Genere
Guida
Lingua
Tutto in Italiano
PEGI
7+
Prezzo
59,90 Euro
Data di uscita
26/2/2004

SpyHunter 2

SpyHunter 2 Aggiungi alla collezione

Datasheet

Produttore
Midway Games
Sviluppatore
Paradigm Entertainment
Genere
Guida
PEGI
7+
Distributore Italiano
Leader
Data di uscita
26/2/2004
Lingua
Tutto in Italiano
Giocatori
2
Prezzo
59,90 Euro

Hardware

Per giocare a SpyHunter 2 sarà necessaria una PlayStation 2 europea, una confezione originale del gioco in versione PAL, un joypad e una Memory Card sulla quale salvare i progressi ottenuti.

Multiplayer

Il gioco non prevederà opzioni multigiocatore.

Link

Anteprima

SpyHunter 2

Chi non ha mai sognato di essere un agente segreto?
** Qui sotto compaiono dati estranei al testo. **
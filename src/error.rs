//! Jobguard error types.
//!
//! Two families of errors live here:
//!
//! - [`GatewayError`]: setup-time failures (loading configuration, compiling
//!   custom pattern files, rejecting unsafe policies). These surface once, when
//!   a [`Gateway`](crate::gateway::Gateway) is built.
//! - [`ValidationError`]: the typed rejection taxonomy returned for LLM
//!   responses. These are values, not faults: the caller branches on them to
//!   decide whether to re-query, re-prompt or abandon a job.

use serde::Serialize;
use thiserror::Error;

use crate::security::Severity;

/// Gateway setup errors.
#[derive(Error, Debug)]
pub enum GatewayError {
    /// Configuration error.
    #[error("Config error: {0}")]
    Config(String),

    /// A pattern failed to compile.
    #[error("Invalid pattern '{label}': {source}")]
    Pattern {
        /// Label of the offending pattern.
        label: String,
        /// Underlying regex compilation error.
        #[source]
        source: regex::Error,
    },

    /// JSON serialization/deserialization error.
    #[error("JSON error: {0}")]
    Json(#[from] serde_json::Error),

    /// I/O error.
    #[error("IO error: {0}")]
    Io(#[from] std::io::Error),
}

/// Result type alias for gateway setup operations
pub type Result<T> = std::result::Result<T, GatewayError>;

impl From<toml::de::Error> for GatewayError {
    fn from(err: toml::de::Error) -> Self {
        GatewayError::Config(err.to_string())
    }
}

/// Rejection of an LLM response.
///
/// Every variant is terminal for the response it describes; the validator
/// never retries internally.
#[derive(Error, Debug, Clone, PartialEq, Eq, Serialize)]
#[serde(tag = "kind", content = "detail", rename_all = "snake_case")]
pub enum ValidationError {
    /// Response is not parseable JSON.
    #[error("Malformed response: {0}")]
    Malformed(String),

    /// Response parsed but violates the required shape, types or bounds.
    #[error("Schema violation at {field}: {reason}")]
    SchemaViolation {
        /// Path of the offending field, e.g. `analysis_results[0].job_id`.
        field: String,
        /// What was wrong with it.
        reason: String,
    },

    /// Response shows the model followed injected instructions.
    #[error("Injection success detected: {pattern}")]
    InjectionSuccess {
        /// Label of the marker that matched.
        pattern: String,
        /// Bounded excerpt around the match.
        sample: String,
    },
}

impl ValidationError {
    /// Build a schema violation for `field`.
    pub fn schema(field: impl Into<String>, reason: impl Into<String>) -> Self {
        ValidationError::SchemaViolation {
            field: field.into(),
            reason: reason.into(),
        }
    }

    /// Audit severity of this rejection.
    pub fn severity(&self) -> Severity {
        match self {
            ValidationError::Malformed(_) | ValidationError::SchemaViolation { .. } => {
                Severity::Medium
            },
            ValidationError::InjectionSuccess { .. } => Severity::Critical,
        }
    }

    /// Whether re-querying the LLM could plausibly fix this response.
    ///
    /// Injection success is never recoverable for the response in hand.
    pub fn is_recoverable(&self) -> bool {
        !matches!(self, ValidationError::InjectionSuccess { .. })
    }

    /// Short machine-readable name of the variant.
    pub fn kind(&self) -> &'static str {
        match self {
            ValidationError::Malformed(_) => "malformed",
            ValidationError::SchemaViolation { .. } => "schema_violation",
            ValidationError::InjectionSuccess { .. } => "injection_success",
        }
    }
}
Azione, combattimenti, belle donne e fuoriserie. Fra quest'ultime spicca la G-8155, futuristica supercar dotata di ogni arma e accessorio, che domina questo secondo rifacimento in chiave moderna di "Spy Hunter", classico arcade degli anni Ottanta. A bordo di un super veicolo il giocatore affronterà nel 2004 i nemici e i territori più ostici!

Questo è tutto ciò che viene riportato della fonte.